Patricia (Pattie) Baker blogs at Traveling at the Speed of Bike and at Food For My Daughters (both of which serve as companions to books of the same names, all proceeds from which benefit those in need). She is a frequently-published journalist with global publications and sites, and former corporate communications professional.
Originally from New York, she founded the City of Dunwoody’s Sustainability Commission when where she lives in Metro Atlanta became the newest city in the USA and was recently named the 2020 Sustainability Hero due to twelve years of advocacy work. See other media coverage of her work (including in O: The Oprah Magazine) here.
As a League of American Bicyclists Cycling Instructor (#5382), she offers free bike classes to those underrepresented in public space in four different ways, including the first basic bike skills classes in the world delivered via text and TikTok. She also serves as a People for Bikes Ambassador, for which she creates free bike tours that are welcoming to all, as well as the Metro Atlanta Bicycle Mayor as part of a global consortium of bicycle mayors with the Amsterdam-based social enterprise BYCS. She is a member of Mensa, the Society of Children’s Book Authors and Illustrators, the League of American Bicyclists, and Georgia Bikes.
Connect with Patricia Baker here.
Your voice matters in your city as people elected to represent you make decisions about its future. Here are some ways to be sure you are heard:
- Find out who your city councilor or representative is. One way to do this is to check your city’s website. Or, if you are lucky enough to have a mail carrier like Mr. Pickles or a grandmother like Grans, they may be able to tell you!

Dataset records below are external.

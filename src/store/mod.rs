//! Counter store contract for abstracting local and shared backends.

mod memory;

pub use memory::MemoryCounterStore;

use std::time::Duration;

use async_trait::async_trait;
use thiserror::Error;

/// Errors surfaced by counter store backends.
///
/// The engine treats every store error as fail-open: the affected rule is
/// considered not exceeded and the failure is logged.
#[derive(Debug, Error)]
pub enum StoreError {
    #[error("Counter store unavailable: {0}")]
    Unavailable(String),
}

/// A keyspace of expiring counters shared by all rate-limit algorithms.
///
/// Implementations own TTL eviction: an entry whose expiry has passed must
/// eventually disappear without a client-initiated delete. The engine never
/// removes keys except through [`decrement`](CounterStore::decrement).
///
/// `now` is unix seconds and is passed in rather than read by the store so
/// that a backend shared between processes still agrees with the caller's
/// window arithmetic.
#[async_trait]
pub trait CounterStore: Send + Sync {
    /// Atomically add 1 to the counter at `key`, set or extend its expiry
    /// to `now + ttl`, and return the post-increment value.
    async fn increment_and_get(
        &self,
        key: &str,
        ttl: Duration,
        now: u64,
    ) -> Result<u64, StoreError>;

    /// Read the current value at `key`; 0 if absent or expired.
    async fn get(&self, key: &str, now: u64) -> Result<u64, StoreError>;

    /// Best-effort decrement, never below zero. Only meaningful for the
    /// semaphore algorithm's slot release.
    async fn decrement(&self, key: &str) -> Result<(), StoreError>;
}
//! Process-local counter store.

use std::collections::hash_map::DefaultHasher;
use std::collections::HashMap;
use std::hash::{Hash, Hasher};
use std::sync::Arc;
use std::time::Duration;

use async_trait::async_trait;
use parking_lot::Mutex;
use tracing::trace;

use super::{CounterStore, StoreError};
use crate::clock::{Clock, SystemClock};

const DEFAULT_STRIPES: usize = 16;

/// One expiring counter.
struct Slot {
    count: u64,
    expires_at: u64,
}

/// In-memory [`CounterStore`] with per-stripe mutexes.
///
/// Keys are spread over a fixed set of stripes so concurrent requests for
/// unrelated counters do not contend on a single lock. Expiry is lazy: an
/// expired slot is treated as absent on access and reset on the next
/// increment. [`spawn_sweeper`](MemoryCounterStore::spawn_sweeper) adds a
/// periodic pass that frees slots no request touches anymore.
pub struct MemoryCounterStore {
    stripes: Vec<Mutex<HashMap<String, Slot>>>,
}

impl MemoryCounterStore {
    pub fn new() -> Self {
        Self::with_stripes(DEFAULT_STRIPES)
    }

    pub fn with_stripes(stripes: usize) -> Self {
        let stripes = stripes.max(1);
        Self {
            stripes: (0..stripes).map(|_| Mutex::new(HashMap::new())).collect(),
        }
    }

    fn stripe(&self, key: &str) -> &Mutex<HashMap<String, Slot>> {
        let mut hasher = DefaultHasher::new();
        key.hash(&mut hasher);
        let index = (hasher.finish() as usize) % self.stripes.len();
        &self.stripes[index]
    }

    /// Drop every expired slot. Called by the sweeper task; also usable
    /// directly from tests.
    pub fn sweep(&self, now: u64) -> usize {
        let mut removed = 0;
        for stripe in &self.stripes {
            let mut map = stripe.lock();
            let before = map.len();
            map.retain(|_, slot| slot.expires_at > now);
            removed += before - map.len();
        }
        if removed > 0 {
            trace!(removed, "swept expired counters");
        }
        removed
    }

    /// Spawn a background task that sweeps expired slots every `interval`.
    ///
    /// The task runs until the returned handle is aborted or the runtime
    /// shuts down.
    pub fn spawn_sweeper(
        self: &Arc<Self>,
        interval: Duration,
    ) -> tokio::task::JoinHandle<()> {
        let store = Arc::clone(self);
        tokio::spawn(async move {
            loop {
                tokio::time::sleep(interval).await;
                store.sweep(SystemClock.now_unix());
            }
        })
    }
}

impl Default for MemoryCounterStore {
    fn default() -> Self {
        Self::new()
    }
}

#[async_trait]
impl CounterStore for MemoryCounterStore {
    async fn increment_and_get(
        &self,
        key: &str,
        ttl: Duration,
        now: u64,
    ) -> Result<u64, StoreError> {
        let mut map = self.stripe(key).lock();
        let slot = map.entry(key.to_string()).or_insert(Slot {
            count: 0,
            expires_at: 0,
        });
        if slot.expires_at <= now {
            slot.count = 0;
        }
        slot.count += 1;
        slot.expires_at = now + ttl.as_secs();
        Ok(slot.count)
    }

    async fn get(&self, key: &str, now: u64) -> Result<u64, StoreError> {
        let map = self.stripe(key).lock();
        Ok(map
            .get(key)
            .filter(|slot| slot.expires_at > now)
            .map(|slot| slot.count)
            .unwrap_or(0))
    }

    async fn decrement(&self, key: &str) -> Result<(), StoreError> {
        let mut map = self.stripe(key).lock();
        if let Some(slot) = map.get_mut(key) {
            slot.count = slot.count.saturating_sub(1);
        }
        Ok(())
    }
}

- See what issues are being discussed at your city hall. You may find out what’s going on locally from a newspaper near you like The Hooch Happenings, or your city councilor may have an online newsletter or other way to share information about decisions that could affect you. You may discover a problem you care about — such as ducks in danger or roads that are not safe for people walking and riding bikes, as in Slow Duck Crossing — is not being discussed or solved!
- Send an email to your city councilor explaining your concerns and possible suggestions. You can also send it to the entire city council and mayor as well. Republish and amplify it on social media so even if you get ghosted, you are still getting your message out. You can change minds. Just look what happened to Councilor Ron Swell! And it never hurts to have a mayor like Mayor Jenny Ness in your corner!
- See if your city already has a Youth Commission. Many cities all across the USA do. If not, why not start one? Young people like you may also be already serving on other committees such as the Sustainability, Transportation, or Parks and Recreation Committees. Find out how to apply, and consider doing so!
- Show up at City Council meetings, just like Moxie did, and make a statement during the Public Comment period, usually near the beginning of the meeting. Your voice matters. You matter. And of course those baby ducks (or whatever you’ve noticed as things that can be better where you live) matter!
You have the power to make a difference. And I believe in you. But what do I know? I’m just a mailbox.